Before we understand how did TikTok turned a cheery milkshake launch into a death-inducing horror story, we want to see how Gen Z interacts with fast food brands on social.
Gen Z is a tough audience for fast food brands. This generation has a ‘No BS’ meter. They also exhibit a deep desire to invest their money in companies that are socially and environmentally conscious. This has been a more challenging audience to break into for fast food restaurants that aren’t traditionally seen in this light. Luckily, social video offers the best tool to reposition brands in a way that appeals to these younger consumers.
Where Millennials and Gen X are considered the pioneers of social media, Gen Z is a generation that was born into it. This makes them natural social creators & engagers. They don’t just share, like, and repost – they prefer to create and share their unique spin on trends. Thus, interesting storylines give Gen Z audiences something to interact with.

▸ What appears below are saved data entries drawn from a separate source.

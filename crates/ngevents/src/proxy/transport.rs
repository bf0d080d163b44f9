/// Transports carrying proxy messages to the peer
use super::message::ProxyMessage;
use super::Proxy;
use crate::error::ProxyError;
use std::cell::RefCell;
use std::collections::VecDeque;
use std::rc::Rc;
use tokio::sync::mpsc;
use tracing::trace;

/// Outbound side of a proxy's communication channel.
///
/// Inbound data is fed to [`Proxy::receive`] by whoever owns the channel.
pub trait Transport {
    fn send(&self, message: &ProxyMessage) -> Result<(), ProxyError>;
}

/// Encodes messages to JSON text and queues them on a tokio channel.
///
/// The receiving half is usually pumped into a socket by a writer task.
#[derive(Debug, Clone)]
pub struct ChannelTransport {
    sender: mpsc::UnboundedSender<String>,
}

impl ChannelTransport {
    pub fn new() -> (Self, mpsc::UnboundedReceiver<String>) {
        let (sender, receiver) = mpsc::unbounded_channel();
        (Self { sender }, receiver)
    }
}

impl Transport for ChannelTransport {
    fn send(&self, message: &ProxyMessage) -> Result<(), ProxyError> {
        let text = message.encode()?;
        self.sender
            .send(text)
            .map_err(|_| ProxyError::Transport("outbound channel closed".to_string()))
    }
}

/// In-process outbox, pumped by hand.
///
/// Useful to wire two proxies together in tests or in a single process.
#[derive(Debug, Default)]
pub struct MemoryTransport {
    outbox: RefCell<VecDeque<ProxyMessage>>,
}

impl MemoryTransport {
    pub fn new() -> Rc<Self> {
        Rc::new(Self::default())
    }

    pub fn len(&self) -> usize {
        self.outbox.borrow().len()
    }

    pub fn is_empty(&self) -> bool {
        self.outbox.borrow().is_empty()
    }

    /// Takes every queued message.
    pub fn drain(&self) -> Vec<ProxyMessage> {
        self.outbox.borrow_mut().drain(..).collect()
    }

    /// Delivers every queued message to `peer` through its wire decoder.
    ///
    /// Returns the number of messages delivered.
    pub fn deliver_to(&self, peer: &Proxy) -> usize {
        let messages = self.drain();
        for message in &messages {
            match message.encode() {
                Ok(text) => peer.receive(&text),
                Err(error) => trace!(%error, "skipping unencodable message"),
            }
        }
        messages.len()
    }
}

impl Transport for MemoryTransport {
    fn send(&self, message: &ProxyMessage) -> Result<(), ProxyError> {
        self.outbox.borrow_mut().push_back(message.clone());
        Ok(())
    }
}
//! # Scheduler Adapters
//!
//! The dispatch engine never waits on anything itself. Deferred listener
//! invocations are handed to a [`Scheduler`] which runs them on the next
//! immediate slot or after a delay. Synchronous invocation is a plain call and
//! needs no scheduler support.
//!
//! Two adapters are provided:
//!
//! * [`TokioScheduler`] spawns local tasks and must run inside a
//!   [`tokio::task::LocalSet`]
//! * [`ManualScheduler`] is a virtual clock driven explicitly, for tests and
//!   embedders that own their loop

use std::cell::RefCell;
use std::collections::{BTreeMap, VecDeque};
use std::fmt;
use std::time::Duration;
use tracing::trace;

/// A deferred unit of work.
pub type Job = Box<dyn FnOnce()>;

/// Deferred-callback facility consumed by emitters and proxies.
///
/// Both operations are fire-and-forget. Jobs scheduled with `immediate` must
/// run after the current call stack unwinds and before any delayed job whose
/// deadline has not passed yet.
pub trait Scheduler {
    /// Runs `job` on the next immediate slot.
    fn immediate(&self, job: Job);

    /// Runs `job` once `after` has elapsed.
    fn delay(&self, after: Duration, job: Job);
}

/// Scheduler backed by the tokio runtime.
///
/// Jobs are spawned with [`tokio::task::spawn_local`], so every emitter using
/// it has to be driven from within a `LocalSet`.
#[derive(Debug, Default, Clone, Copy)]
pub struct TokioScheduler;

impl Scheduler for TokioScheduler {
    fn immediate(&self, job: Job) {
        tokio::task::spawn_local(async move {
            job();
        });
    }

    fn delay(&self, after: Duration, job: Job) {
        tokio::task::spawn_local(async move {
            tokio::time::sleep(after).await;
            job();
        });
    }
}

#[derive(Default)]
struct ManualState {
    now: Duration,
    sequence: u64,
    immediate: VecDeque<Job>,
    timers: BTreeMap<(Duration, u64), Job>,
}

/// Deterministic scheduler with a virtual clock.
///
/// Nothing runs until the owner calls [`run_until_idle`](Self::run_until_idle),
/// [`advance`](Self::advance) or [`run_all`](Self::run_all). Immediate jobs
/// always run before timers; timers fire in deadline order, first scheduled
/// first among equal deadlines.
///
/// ```rust
/// use ngevents::{ManualScheduler, Scheduler};
/// use std::cell::Cell;
/// use std::rc::Rc;
/// use std::time::Duration;
///
/// let clock = ManualScheduler::new();
/// let hits = Rc::new(Cell::new(0));
/// let h = hits.clone();
/// clock.delay(Duration::from_millis(30), Box::new(move || h.set(h.get() + 1)));
///
/// clock.advance(Duration::from_millis(29));
/// assert_eq!(hits.get(), 0);
/// clock.advance(Duration::from_millis(1));
/// assert_eq!(hits.get(), 1);
/// ```
#[derive(Default)]
pub struct ManualScheduler {
    state: RefCell<ManualState>,
}

impl ManualScheduler {
    pub fn new() -> Self {
        Self::default()
    }

    /// Virtual time elapsed since creation.
    pub fn now(&self) -> Duration {
        self.state.borrow().now
    }

    /// Number of jobs waiting, immediate and timed.
    pub fn pending(&self) -> usize {
        let state = self.state.borrow();
        state.immediate.len() + state.timers.len()
    }

    /// Runs immediate jobs and due timers until none is left, without moving
    /// the clock. Returns the number of jobs run.
    pub fn run_until_idle(&self) -> usize {
        let mut ran = 0;
        while let Some(job) = self.next_due_job() {
            job();
            ran += 1;
        }
        ran
    }

    /// Moves the clock forward by `by`, running everything that falls due on
    /// the way at its own deadline. Returns the number of jobs run.
    pub fn advance(&self, by: Duration) -> usize {
        let target = self.now() + by;
        let mut ran = self.run_until_idle();
        while let Some(job) = self.next_timer_until(target) {
            job();
            ran += 1;
            ran += self.run_until_idle();
        }
        self.state.borrow_mut().now = target;
        ran + self.run_until_idle()
    }

    /// Runs every pending job, moving the clock to each deadline in turn.
    pub fn run_all(&self) -> usize {
        let mut ran = self.run_until_idle();
        while let Some(job) = self.next_timer_until(Duration::MAX) {
            job();
            ran += 1;
            ran += self.run_until_idle();
        }
        ran
    }

    fn next_due_job(&self) -> Option<Job> {
        let mut state = self.state.borrow_mut();
        if let Some(job) = state.immediate.pop_front() {
            return Some(job);
        }
        let now = state.now;
        let key = *state.timers.keys().next().filter(|(deadline, _)| *deadline <= now)?;
        state.timers.remove(&key)
    }

    fn next_timer_until(&self, limit: Duration) -> Option<Job> {
        let mut state = self.state.borrow_mut();
        let key = *state.timers.keys().next().filter(|(deadline, _)| *deadline <= limit)?;
        if key.0 > state.now {
            state.now = key.0;
        }
        state.timers.remove(&key)
    }
}

impl Scheduler for ManualScheduler {
    fn immediate(&self, job: Job) {
        self.state.borrow_mut().immediate.push_back(job);
    }

    fn delay(&self, after: Duration, job: Job) {
        let mut state = self.state.borrow_mut();
        let deadline = state.now.saturating_add(after);
        let sequence = state.sequence;
        state.sequence += 1;
        trace!(deadline_ms = deadline.as_millis() as u64, "timer scheduled");
        state.timers.insert((deadline, sequence), job);
    }
}

impl fmt::Debug for ManualScheduler {
    fn fmt(&self, f: &mut fmt::Formatter<'_>) -> fmt::Result {
        let state = self.state.borrow();
        f.debug_struct("ManualScheduler")
            .field("now", &state.now)
            .field("immediate", &state.immediate.len())
            .field("timers", &state.timers.len())
            .finish()
    }
}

And while McDonald’s attempted to bury Grimace’s evil past over the years, Gen Z also has an affinity for nostalgia. With the rapid spreading of information on short-form video platforms, this audience can quickly unearth details and stories of the past just by scrolling. Finding out about Grimace’s dark years was all the fuel they needed to start a hilarious trend.
In the most liked TikTok video created by @emotionalpatrick, he tells the audience he’s going to try the Grimace shake. Once he sips the shake he says “it’s very berry” but before he can even finish his sentence the shot changes and he is on the ground, with shake all over him, choking on the purple liquid.
The creativity doesn’t end there. In fact, one video by @JadenWilliams has a “Sensitive content” warning that asks audiences to either skip the video or opt-in to watch, which is something TikTok normally does for real-life crime scene footage.
We first see the TikToker say “Trying the new grimace shake. Happy birthday, Grimace”. But before he could say “pretty good” the camera shuts out. The next time we see Williams he is duct taped to a chair as if he’s been abducted. Before him is a dark, spooky hallway that emulates The Saw horror films. We see an evil Grimace slowly making his way down the hallway. Just as Williams is about to escape the duct tape restraints, Grimace charges him and the clip ends there.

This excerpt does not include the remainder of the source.